Among the lines below, which ones contain the word "DateTime"? Copy every such line.

[GIVEN RECORDS]
- - - - -

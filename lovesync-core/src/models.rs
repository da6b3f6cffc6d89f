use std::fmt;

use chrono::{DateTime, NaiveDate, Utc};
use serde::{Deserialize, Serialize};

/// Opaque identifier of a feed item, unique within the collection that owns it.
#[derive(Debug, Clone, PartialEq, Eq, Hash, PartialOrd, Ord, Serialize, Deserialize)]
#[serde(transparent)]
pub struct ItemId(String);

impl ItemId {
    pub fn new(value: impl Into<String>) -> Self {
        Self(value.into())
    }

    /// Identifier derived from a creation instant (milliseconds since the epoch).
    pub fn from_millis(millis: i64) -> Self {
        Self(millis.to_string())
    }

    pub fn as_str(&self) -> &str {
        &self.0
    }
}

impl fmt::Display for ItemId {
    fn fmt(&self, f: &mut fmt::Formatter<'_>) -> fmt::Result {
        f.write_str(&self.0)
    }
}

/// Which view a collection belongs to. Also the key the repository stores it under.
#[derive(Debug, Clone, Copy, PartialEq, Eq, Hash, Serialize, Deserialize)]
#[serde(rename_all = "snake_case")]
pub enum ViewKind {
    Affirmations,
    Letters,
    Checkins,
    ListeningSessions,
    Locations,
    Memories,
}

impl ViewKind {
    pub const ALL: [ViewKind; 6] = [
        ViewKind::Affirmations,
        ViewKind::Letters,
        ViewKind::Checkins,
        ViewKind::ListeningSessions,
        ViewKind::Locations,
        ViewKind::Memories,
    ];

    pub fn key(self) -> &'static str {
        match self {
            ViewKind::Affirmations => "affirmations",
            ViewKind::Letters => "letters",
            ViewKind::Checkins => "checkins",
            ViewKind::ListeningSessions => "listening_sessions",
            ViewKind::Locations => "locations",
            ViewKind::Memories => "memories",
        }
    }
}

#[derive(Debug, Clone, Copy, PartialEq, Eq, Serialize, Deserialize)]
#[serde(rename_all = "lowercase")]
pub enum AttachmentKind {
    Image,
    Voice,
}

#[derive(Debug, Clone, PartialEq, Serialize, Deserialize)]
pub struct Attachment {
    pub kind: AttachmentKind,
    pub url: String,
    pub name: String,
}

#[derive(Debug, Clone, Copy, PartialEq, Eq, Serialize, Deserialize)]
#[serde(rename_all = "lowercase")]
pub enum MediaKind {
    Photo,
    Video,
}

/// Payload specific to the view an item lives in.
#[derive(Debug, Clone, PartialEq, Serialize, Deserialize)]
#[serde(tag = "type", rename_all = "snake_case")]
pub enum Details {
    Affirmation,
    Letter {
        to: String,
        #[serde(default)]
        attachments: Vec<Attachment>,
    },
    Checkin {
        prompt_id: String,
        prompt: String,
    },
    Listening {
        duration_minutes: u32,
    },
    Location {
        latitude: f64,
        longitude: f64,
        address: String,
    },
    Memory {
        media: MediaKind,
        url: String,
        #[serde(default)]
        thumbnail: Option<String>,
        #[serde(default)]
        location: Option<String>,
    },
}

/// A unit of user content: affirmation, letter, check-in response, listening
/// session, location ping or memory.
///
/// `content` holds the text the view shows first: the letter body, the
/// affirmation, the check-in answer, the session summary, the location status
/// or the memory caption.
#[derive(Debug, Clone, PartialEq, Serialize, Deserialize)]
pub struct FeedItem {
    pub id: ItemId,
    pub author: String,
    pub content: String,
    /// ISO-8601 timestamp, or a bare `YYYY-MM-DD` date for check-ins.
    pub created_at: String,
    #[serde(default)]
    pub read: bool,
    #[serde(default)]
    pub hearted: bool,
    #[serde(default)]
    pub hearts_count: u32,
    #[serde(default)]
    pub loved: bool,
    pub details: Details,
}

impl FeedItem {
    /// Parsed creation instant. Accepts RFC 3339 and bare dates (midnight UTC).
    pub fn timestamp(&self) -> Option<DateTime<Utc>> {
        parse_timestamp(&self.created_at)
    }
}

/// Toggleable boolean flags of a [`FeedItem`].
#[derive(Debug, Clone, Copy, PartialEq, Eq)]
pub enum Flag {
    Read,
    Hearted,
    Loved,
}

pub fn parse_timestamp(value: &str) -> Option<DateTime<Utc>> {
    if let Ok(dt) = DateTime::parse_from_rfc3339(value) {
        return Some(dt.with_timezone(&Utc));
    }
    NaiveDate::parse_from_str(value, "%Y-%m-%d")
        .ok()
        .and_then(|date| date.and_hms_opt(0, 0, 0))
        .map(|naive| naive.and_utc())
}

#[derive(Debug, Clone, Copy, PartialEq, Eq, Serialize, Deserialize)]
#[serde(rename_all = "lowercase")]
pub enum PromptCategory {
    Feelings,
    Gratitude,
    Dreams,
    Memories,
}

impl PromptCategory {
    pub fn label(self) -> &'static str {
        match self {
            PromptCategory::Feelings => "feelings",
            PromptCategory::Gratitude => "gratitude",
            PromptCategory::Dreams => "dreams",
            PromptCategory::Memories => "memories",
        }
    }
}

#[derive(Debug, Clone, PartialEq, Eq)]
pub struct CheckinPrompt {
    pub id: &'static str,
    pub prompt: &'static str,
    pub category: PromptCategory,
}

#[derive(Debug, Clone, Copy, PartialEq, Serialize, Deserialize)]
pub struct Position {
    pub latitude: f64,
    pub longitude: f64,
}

- - - - -

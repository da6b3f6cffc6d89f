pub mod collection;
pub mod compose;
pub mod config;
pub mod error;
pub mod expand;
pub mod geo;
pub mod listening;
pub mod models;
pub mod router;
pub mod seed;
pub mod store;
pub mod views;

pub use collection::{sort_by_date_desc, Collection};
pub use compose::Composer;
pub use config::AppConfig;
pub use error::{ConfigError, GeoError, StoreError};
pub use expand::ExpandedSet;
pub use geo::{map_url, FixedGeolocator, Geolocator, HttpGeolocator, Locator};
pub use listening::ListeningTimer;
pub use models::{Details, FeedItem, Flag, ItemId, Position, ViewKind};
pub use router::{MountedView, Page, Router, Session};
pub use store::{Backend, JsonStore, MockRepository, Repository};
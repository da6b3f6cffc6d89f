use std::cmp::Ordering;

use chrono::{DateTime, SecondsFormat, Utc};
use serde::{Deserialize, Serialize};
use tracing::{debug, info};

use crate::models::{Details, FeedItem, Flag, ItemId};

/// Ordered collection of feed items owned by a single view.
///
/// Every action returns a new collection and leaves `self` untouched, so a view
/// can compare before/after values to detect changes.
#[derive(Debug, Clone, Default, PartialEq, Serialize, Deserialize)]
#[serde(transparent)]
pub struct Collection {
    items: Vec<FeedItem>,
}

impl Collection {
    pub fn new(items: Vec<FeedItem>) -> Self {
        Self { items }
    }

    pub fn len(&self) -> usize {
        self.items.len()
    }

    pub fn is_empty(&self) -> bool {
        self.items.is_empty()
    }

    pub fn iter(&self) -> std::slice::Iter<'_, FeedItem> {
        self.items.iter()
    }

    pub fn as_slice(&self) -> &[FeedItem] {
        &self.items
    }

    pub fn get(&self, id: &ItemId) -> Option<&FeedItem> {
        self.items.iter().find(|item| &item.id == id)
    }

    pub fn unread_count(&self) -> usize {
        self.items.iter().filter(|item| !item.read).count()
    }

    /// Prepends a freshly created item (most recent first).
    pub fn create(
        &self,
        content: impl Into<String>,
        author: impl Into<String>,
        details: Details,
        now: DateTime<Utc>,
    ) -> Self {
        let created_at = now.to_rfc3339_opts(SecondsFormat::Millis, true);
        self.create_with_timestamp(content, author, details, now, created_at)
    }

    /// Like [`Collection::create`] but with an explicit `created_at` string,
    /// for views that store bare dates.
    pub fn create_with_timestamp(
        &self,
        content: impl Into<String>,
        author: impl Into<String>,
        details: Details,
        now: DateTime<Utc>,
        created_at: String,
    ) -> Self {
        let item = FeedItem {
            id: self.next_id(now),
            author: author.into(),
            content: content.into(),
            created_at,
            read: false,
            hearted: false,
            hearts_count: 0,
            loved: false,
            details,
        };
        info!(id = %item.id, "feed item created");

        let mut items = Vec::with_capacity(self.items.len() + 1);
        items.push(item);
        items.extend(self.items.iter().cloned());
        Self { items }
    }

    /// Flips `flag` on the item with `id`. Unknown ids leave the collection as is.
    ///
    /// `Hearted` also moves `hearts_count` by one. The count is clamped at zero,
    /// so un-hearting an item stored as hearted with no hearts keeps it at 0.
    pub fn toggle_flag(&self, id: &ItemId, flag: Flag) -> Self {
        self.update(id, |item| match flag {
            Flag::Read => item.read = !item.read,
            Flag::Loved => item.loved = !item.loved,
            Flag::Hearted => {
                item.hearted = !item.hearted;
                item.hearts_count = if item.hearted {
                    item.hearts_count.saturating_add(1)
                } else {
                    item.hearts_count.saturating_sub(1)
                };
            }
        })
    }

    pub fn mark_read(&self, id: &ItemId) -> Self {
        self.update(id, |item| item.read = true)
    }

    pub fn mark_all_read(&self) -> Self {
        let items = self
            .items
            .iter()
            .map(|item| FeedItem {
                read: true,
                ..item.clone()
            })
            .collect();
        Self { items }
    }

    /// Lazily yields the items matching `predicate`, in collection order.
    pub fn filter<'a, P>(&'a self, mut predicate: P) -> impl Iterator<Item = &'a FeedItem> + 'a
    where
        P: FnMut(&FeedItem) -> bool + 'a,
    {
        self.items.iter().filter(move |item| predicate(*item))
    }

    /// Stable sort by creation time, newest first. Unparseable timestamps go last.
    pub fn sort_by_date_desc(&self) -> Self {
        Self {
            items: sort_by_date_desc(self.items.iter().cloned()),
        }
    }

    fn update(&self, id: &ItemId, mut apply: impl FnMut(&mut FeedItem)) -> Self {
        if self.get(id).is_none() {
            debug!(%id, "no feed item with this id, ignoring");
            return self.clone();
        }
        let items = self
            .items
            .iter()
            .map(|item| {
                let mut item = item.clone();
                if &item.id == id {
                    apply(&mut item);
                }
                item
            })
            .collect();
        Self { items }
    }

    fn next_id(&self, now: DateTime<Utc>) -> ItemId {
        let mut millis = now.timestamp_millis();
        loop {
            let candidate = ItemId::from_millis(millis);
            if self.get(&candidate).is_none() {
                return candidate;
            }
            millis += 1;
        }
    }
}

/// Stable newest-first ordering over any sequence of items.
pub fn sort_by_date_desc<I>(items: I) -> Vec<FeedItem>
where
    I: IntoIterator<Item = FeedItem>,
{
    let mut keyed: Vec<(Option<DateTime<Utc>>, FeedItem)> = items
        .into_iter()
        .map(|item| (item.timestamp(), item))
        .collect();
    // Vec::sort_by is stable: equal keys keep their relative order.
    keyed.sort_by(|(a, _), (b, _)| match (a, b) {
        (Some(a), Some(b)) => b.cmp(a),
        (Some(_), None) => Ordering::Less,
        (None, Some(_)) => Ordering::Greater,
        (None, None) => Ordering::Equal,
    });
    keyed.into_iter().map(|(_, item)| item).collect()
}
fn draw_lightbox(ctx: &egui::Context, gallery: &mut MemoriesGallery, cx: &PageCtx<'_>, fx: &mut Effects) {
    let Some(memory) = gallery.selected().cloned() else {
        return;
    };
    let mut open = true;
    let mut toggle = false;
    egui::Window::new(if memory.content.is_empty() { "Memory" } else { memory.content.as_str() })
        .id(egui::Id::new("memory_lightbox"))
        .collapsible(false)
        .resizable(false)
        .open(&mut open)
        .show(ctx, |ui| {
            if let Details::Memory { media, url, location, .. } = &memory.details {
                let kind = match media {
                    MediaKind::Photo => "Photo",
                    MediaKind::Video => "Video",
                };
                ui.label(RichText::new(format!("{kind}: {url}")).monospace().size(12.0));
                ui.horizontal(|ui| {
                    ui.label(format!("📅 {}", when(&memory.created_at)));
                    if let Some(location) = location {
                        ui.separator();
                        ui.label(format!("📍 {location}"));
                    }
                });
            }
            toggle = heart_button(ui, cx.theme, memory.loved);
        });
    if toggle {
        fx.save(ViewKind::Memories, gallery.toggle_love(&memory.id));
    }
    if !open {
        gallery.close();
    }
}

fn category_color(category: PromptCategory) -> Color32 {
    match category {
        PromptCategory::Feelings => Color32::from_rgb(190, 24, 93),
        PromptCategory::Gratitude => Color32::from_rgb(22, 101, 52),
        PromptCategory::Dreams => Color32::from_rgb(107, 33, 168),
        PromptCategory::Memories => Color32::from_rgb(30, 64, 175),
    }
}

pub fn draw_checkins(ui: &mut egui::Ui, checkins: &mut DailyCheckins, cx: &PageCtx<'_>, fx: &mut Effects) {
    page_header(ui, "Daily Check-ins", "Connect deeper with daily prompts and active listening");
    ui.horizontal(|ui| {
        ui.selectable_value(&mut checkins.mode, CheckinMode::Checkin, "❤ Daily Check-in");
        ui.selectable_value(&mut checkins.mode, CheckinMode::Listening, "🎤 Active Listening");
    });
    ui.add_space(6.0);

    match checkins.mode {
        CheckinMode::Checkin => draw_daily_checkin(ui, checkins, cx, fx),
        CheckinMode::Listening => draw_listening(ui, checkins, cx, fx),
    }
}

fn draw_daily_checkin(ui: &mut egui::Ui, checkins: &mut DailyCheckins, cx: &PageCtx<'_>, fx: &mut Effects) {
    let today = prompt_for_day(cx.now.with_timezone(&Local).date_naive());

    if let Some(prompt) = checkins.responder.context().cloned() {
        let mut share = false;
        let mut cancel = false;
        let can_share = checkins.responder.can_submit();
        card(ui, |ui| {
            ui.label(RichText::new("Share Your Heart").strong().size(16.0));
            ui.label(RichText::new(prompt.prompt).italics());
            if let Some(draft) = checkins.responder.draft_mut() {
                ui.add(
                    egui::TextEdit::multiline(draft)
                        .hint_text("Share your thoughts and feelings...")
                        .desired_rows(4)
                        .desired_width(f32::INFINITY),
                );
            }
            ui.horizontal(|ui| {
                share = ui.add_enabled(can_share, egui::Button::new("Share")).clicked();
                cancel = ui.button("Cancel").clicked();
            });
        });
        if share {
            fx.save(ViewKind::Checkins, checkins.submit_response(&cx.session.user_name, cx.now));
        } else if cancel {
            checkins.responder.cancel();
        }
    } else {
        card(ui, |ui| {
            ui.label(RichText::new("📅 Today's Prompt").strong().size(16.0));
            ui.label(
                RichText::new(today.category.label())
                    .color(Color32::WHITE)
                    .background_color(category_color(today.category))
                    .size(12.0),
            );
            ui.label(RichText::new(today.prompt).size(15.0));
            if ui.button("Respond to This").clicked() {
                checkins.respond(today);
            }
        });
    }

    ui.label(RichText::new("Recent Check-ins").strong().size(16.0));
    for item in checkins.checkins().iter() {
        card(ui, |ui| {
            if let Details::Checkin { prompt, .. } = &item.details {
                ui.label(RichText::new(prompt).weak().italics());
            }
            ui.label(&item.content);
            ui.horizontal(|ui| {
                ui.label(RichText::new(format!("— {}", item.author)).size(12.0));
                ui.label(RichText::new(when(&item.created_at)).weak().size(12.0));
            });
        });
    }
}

- - - - -

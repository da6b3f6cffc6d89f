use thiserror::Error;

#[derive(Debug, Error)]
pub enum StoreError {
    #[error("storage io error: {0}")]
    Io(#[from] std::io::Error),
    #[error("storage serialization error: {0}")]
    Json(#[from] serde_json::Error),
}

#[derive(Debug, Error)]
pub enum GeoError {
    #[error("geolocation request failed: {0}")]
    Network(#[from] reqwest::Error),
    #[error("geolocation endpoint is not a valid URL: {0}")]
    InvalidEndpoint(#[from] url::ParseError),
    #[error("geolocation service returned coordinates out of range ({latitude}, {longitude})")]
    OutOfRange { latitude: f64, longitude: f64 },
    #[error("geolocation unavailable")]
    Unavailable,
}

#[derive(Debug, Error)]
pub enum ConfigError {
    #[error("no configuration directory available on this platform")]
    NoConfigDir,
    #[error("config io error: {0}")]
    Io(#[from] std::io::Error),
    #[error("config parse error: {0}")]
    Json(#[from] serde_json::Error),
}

- - - - -

[RESULT]
use chrono::{DateTime, NaiveDate, Utc};
    pub fn timestamp(&self) -> Option<DateTime<Utc>> {
pub fn parse_timestamp(value: &str) -> Option<DateTime<Utc>> {
    if let Ok(dt) = DateTime::parse_from_rfc3339(value) {
use chrono::{DateTime, SecondsFormat, Utc};
        now: DateTime<Utc>,
        now: DateTime<Utc>,
    fn next_id(&self, now: DateTime<Utc>) -> ItemId {
    let mut keyed: Vec<(Option<DateTime<Utc>>, FeedItem)> = items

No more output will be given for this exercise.